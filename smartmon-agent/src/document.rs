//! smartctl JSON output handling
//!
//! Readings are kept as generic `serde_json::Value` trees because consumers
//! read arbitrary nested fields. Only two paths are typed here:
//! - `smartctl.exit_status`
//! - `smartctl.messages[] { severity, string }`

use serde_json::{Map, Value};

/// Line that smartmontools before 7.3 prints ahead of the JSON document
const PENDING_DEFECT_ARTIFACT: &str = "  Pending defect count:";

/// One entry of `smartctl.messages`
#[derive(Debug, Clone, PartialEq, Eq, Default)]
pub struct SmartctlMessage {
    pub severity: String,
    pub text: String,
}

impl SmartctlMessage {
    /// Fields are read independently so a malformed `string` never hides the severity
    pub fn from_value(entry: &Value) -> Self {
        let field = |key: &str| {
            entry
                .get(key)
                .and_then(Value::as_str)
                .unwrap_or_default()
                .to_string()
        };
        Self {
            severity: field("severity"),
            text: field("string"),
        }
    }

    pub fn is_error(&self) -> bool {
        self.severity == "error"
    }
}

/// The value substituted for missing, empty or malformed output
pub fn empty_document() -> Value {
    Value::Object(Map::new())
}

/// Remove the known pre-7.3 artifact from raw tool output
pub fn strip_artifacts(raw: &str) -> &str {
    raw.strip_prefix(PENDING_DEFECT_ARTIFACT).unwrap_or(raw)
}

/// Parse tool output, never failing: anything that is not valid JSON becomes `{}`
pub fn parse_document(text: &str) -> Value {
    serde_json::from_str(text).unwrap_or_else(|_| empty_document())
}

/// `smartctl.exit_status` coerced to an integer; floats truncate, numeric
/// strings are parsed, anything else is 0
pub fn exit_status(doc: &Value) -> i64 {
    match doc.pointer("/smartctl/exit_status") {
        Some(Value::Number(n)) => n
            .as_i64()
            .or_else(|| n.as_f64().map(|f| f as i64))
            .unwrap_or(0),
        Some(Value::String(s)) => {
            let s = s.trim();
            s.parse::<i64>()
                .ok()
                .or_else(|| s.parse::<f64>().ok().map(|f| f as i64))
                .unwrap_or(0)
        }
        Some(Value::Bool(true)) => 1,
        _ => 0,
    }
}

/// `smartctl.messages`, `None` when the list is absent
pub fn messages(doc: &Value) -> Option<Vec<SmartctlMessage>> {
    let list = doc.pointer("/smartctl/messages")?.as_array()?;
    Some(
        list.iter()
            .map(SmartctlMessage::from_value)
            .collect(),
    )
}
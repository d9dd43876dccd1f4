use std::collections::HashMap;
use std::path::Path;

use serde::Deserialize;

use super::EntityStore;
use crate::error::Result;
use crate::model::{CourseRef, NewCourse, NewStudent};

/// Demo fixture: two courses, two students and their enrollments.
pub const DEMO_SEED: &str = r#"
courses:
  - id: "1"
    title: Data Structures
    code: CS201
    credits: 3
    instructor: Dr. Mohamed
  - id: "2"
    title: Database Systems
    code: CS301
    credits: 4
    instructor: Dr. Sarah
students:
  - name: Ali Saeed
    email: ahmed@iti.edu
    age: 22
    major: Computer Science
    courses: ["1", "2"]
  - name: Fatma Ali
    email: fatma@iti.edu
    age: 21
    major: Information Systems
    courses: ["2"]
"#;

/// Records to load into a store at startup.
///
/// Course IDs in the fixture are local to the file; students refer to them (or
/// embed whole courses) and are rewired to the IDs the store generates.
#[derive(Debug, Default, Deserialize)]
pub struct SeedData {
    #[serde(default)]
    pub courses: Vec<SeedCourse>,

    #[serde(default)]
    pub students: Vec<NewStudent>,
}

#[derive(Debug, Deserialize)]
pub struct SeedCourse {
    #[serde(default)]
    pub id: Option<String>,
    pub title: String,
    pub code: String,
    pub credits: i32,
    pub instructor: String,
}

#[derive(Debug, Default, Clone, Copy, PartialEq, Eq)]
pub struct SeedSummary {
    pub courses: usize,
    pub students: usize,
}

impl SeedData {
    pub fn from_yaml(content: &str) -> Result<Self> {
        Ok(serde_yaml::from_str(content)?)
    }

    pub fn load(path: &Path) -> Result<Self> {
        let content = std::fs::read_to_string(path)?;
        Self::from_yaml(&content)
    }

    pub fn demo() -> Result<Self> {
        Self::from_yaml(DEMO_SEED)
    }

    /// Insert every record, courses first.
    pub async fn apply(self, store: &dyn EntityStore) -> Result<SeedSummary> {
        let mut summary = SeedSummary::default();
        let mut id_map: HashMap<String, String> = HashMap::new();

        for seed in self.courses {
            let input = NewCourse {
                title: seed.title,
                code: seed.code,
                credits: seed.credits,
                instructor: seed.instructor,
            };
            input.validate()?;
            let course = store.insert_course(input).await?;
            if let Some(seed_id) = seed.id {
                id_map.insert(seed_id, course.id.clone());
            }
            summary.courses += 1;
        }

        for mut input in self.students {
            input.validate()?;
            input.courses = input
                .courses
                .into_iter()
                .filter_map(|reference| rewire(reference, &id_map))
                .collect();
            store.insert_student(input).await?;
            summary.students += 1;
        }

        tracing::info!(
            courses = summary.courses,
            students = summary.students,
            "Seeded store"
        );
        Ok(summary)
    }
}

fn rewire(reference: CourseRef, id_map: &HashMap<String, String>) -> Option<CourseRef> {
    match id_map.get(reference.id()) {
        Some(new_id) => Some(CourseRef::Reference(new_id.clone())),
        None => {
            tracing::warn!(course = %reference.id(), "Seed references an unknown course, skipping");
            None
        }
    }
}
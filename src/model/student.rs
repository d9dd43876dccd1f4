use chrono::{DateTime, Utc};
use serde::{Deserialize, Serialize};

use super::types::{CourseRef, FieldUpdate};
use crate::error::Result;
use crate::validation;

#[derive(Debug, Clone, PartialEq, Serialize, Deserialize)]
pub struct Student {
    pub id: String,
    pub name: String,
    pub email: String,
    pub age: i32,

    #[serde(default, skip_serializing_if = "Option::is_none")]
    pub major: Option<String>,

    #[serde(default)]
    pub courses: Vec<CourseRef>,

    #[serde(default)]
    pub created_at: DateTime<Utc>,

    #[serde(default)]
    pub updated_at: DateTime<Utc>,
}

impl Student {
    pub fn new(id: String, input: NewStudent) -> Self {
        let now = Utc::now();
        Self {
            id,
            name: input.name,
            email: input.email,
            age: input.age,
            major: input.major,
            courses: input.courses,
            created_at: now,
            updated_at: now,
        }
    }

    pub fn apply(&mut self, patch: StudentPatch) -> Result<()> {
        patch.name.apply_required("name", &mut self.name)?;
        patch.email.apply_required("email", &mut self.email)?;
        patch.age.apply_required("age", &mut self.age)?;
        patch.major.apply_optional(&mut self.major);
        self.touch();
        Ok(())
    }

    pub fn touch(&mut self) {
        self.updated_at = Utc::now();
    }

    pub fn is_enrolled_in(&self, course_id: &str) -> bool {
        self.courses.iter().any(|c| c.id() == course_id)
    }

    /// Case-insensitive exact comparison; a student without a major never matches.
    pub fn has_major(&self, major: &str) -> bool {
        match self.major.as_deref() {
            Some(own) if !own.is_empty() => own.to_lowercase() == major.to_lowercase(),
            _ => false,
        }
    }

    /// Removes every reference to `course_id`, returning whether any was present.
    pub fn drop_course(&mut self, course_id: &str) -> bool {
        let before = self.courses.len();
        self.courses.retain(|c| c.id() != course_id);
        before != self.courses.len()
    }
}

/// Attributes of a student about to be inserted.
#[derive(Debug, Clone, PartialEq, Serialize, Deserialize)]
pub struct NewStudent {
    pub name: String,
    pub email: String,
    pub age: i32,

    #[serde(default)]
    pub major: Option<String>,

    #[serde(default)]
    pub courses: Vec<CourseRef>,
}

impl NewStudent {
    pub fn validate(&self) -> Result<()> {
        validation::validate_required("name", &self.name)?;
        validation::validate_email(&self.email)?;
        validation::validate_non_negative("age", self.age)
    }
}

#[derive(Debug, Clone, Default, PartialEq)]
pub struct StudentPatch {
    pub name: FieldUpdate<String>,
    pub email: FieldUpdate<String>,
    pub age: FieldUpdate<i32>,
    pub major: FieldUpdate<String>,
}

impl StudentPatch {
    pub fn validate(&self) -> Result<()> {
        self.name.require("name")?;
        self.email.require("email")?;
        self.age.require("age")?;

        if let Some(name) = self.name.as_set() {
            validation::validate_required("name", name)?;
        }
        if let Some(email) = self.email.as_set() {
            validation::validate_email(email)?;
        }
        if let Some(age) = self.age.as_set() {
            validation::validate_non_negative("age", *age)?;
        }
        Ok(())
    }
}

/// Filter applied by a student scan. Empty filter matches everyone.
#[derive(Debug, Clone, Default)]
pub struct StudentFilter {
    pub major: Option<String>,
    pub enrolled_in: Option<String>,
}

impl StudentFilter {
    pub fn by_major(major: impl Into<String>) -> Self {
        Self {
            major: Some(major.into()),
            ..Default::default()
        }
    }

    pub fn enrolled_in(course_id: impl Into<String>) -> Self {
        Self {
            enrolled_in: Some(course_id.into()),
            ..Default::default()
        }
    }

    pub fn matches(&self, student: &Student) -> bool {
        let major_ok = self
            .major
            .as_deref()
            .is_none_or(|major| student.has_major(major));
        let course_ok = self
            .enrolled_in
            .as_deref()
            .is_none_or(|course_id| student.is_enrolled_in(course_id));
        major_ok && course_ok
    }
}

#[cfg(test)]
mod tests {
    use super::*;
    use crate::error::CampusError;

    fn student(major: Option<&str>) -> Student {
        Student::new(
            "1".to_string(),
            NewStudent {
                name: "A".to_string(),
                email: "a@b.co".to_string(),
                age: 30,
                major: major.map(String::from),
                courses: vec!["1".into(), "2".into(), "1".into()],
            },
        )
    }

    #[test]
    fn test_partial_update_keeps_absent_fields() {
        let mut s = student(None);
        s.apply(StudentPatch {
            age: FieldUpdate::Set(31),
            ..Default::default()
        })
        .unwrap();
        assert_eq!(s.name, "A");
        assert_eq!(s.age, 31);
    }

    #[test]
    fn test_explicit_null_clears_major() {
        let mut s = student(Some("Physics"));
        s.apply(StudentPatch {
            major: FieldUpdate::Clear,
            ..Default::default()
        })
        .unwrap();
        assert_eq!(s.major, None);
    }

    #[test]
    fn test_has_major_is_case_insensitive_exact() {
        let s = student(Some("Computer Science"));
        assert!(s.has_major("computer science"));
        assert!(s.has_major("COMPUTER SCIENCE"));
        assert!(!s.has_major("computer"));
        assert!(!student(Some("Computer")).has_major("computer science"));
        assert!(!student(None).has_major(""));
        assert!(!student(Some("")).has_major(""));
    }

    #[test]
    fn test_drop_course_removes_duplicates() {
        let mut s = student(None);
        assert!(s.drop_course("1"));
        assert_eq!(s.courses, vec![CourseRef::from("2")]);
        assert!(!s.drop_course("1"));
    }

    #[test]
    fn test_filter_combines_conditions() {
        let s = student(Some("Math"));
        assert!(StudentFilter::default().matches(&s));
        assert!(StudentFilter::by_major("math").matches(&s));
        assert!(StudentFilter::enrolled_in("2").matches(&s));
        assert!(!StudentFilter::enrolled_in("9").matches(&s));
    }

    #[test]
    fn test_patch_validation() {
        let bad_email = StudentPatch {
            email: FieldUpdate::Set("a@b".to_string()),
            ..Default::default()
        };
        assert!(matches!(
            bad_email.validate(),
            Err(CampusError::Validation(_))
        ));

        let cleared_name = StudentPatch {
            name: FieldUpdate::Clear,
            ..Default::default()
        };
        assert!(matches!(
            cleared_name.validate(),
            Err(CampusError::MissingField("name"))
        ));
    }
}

● What needs to be done
Your answer should be the lines of the material above that include "NewStudent".

● Task result
use crate::model::{CourseRef, NewCourse, NewStudent};
    pub students: Vec<NewStudent>,
    pub fn new(id: String, input: NewStudent) -> Self {
pub struct NewStudent {
impl NewStudent {
            NewStudent {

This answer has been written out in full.